Problem statement: Restate, word for word and with nothing added, the lines from the one containing "let mut params" through the last line of the material below.
* * *
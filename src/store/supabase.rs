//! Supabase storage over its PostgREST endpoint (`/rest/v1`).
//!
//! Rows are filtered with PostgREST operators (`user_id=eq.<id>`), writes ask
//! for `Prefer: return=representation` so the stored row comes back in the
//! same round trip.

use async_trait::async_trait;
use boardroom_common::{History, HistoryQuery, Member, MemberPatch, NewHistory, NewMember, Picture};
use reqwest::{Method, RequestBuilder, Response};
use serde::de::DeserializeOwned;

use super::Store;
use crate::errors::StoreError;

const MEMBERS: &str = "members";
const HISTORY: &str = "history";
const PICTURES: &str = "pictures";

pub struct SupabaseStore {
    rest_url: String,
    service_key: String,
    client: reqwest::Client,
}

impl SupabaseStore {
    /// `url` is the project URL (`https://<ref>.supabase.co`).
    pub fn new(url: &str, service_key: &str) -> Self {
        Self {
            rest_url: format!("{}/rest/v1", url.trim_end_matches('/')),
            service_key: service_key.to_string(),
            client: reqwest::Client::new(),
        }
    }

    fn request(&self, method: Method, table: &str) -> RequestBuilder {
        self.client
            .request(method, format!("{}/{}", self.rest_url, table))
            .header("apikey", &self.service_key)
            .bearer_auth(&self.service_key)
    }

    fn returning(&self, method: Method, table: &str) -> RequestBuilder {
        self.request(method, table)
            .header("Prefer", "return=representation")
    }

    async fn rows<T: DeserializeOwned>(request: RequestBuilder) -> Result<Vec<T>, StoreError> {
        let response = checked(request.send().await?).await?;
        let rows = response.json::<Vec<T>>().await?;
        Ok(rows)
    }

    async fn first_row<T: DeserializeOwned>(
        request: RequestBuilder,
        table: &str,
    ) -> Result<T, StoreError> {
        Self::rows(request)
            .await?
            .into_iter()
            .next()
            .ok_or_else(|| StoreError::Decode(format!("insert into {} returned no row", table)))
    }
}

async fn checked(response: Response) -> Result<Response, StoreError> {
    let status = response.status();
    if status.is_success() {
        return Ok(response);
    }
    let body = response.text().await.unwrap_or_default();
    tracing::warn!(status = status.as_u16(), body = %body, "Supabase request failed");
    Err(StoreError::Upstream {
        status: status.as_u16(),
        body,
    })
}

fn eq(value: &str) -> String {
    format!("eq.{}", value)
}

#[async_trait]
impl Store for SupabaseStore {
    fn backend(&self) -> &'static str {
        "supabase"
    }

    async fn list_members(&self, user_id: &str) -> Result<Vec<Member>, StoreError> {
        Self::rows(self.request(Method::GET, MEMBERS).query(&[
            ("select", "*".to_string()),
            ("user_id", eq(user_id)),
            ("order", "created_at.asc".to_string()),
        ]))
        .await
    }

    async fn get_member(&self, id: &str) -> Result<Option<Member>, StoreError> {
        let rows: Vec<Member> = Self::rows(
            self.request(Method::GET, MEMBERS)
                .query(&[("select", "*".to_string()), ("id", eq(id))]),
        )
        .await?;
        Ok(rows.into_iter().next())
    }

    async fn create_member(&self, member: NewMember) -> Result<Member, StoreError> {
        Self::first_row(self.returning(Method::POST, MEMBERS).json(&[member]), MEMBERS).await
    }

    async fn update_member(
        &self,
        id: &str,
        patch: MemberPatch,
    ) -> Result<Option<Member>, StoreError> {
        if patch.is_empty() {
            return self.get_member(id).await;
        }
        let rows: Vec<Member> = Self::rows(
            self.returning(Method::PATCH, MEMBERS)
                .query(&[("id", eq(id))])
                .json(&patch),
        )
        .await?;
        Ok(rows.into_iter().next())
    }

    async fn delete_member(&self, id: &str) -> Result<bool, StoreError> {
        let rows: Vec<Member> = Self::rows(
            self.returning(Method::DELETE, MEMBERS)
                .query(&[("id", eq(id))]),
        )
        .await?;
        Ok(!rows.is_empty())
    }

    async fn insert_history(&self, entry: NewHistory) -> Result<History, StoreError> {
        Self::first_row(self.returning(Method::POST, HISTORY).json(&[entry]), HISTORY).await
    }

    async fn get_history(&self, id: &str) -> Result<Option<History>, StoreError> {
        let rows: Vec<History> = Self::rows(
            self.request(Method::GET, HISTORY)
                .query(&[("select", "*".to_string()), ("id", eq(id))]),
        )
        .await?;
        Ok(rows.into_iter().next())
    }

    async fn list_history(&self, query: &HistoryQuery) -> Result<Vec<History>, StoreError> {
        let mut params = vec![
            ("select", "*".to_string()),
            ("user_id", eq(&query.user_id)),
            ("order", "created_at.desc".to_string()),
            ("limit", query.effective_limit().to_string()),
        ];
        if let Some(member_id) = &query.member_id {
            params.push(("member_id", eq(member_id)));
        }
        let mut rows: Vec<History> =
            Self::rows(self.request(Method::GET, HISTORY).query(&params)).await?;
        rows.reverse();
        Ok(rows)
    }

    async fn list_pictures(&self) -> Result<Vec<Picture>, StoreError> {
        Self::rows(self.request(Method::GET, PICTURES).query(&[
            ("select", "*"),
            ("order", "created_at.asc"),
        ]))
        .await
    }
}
* * *
Reply:
        let mut params = vec![
            ("select", "*".to_string()),
            ("user_id", eq(&query.user_id)),
            ("order", "created_at.desc".to_string()),
            ("limit", query.effective_limit().to_string()),
        ];
        if let Some(member_id) = &query.member_id {
            params.push(("member_id", eq(member_id)));
        }
        let mut rows: Vec<History> =
            Self::rows(self.request(Method::GET, HISTORY).query(&params)).await?;
        rows.reverse();
        Ok(rows)
    }

    async fn list_pictures(&self) -> Result<Vec<Picture>, StoreError> {
        Self::rows(self.request(Method::GET, PICTURES).query(&[
            ("select", "*"),
            ("order", "created_at.asc"),
        ]))
        .await
    }
}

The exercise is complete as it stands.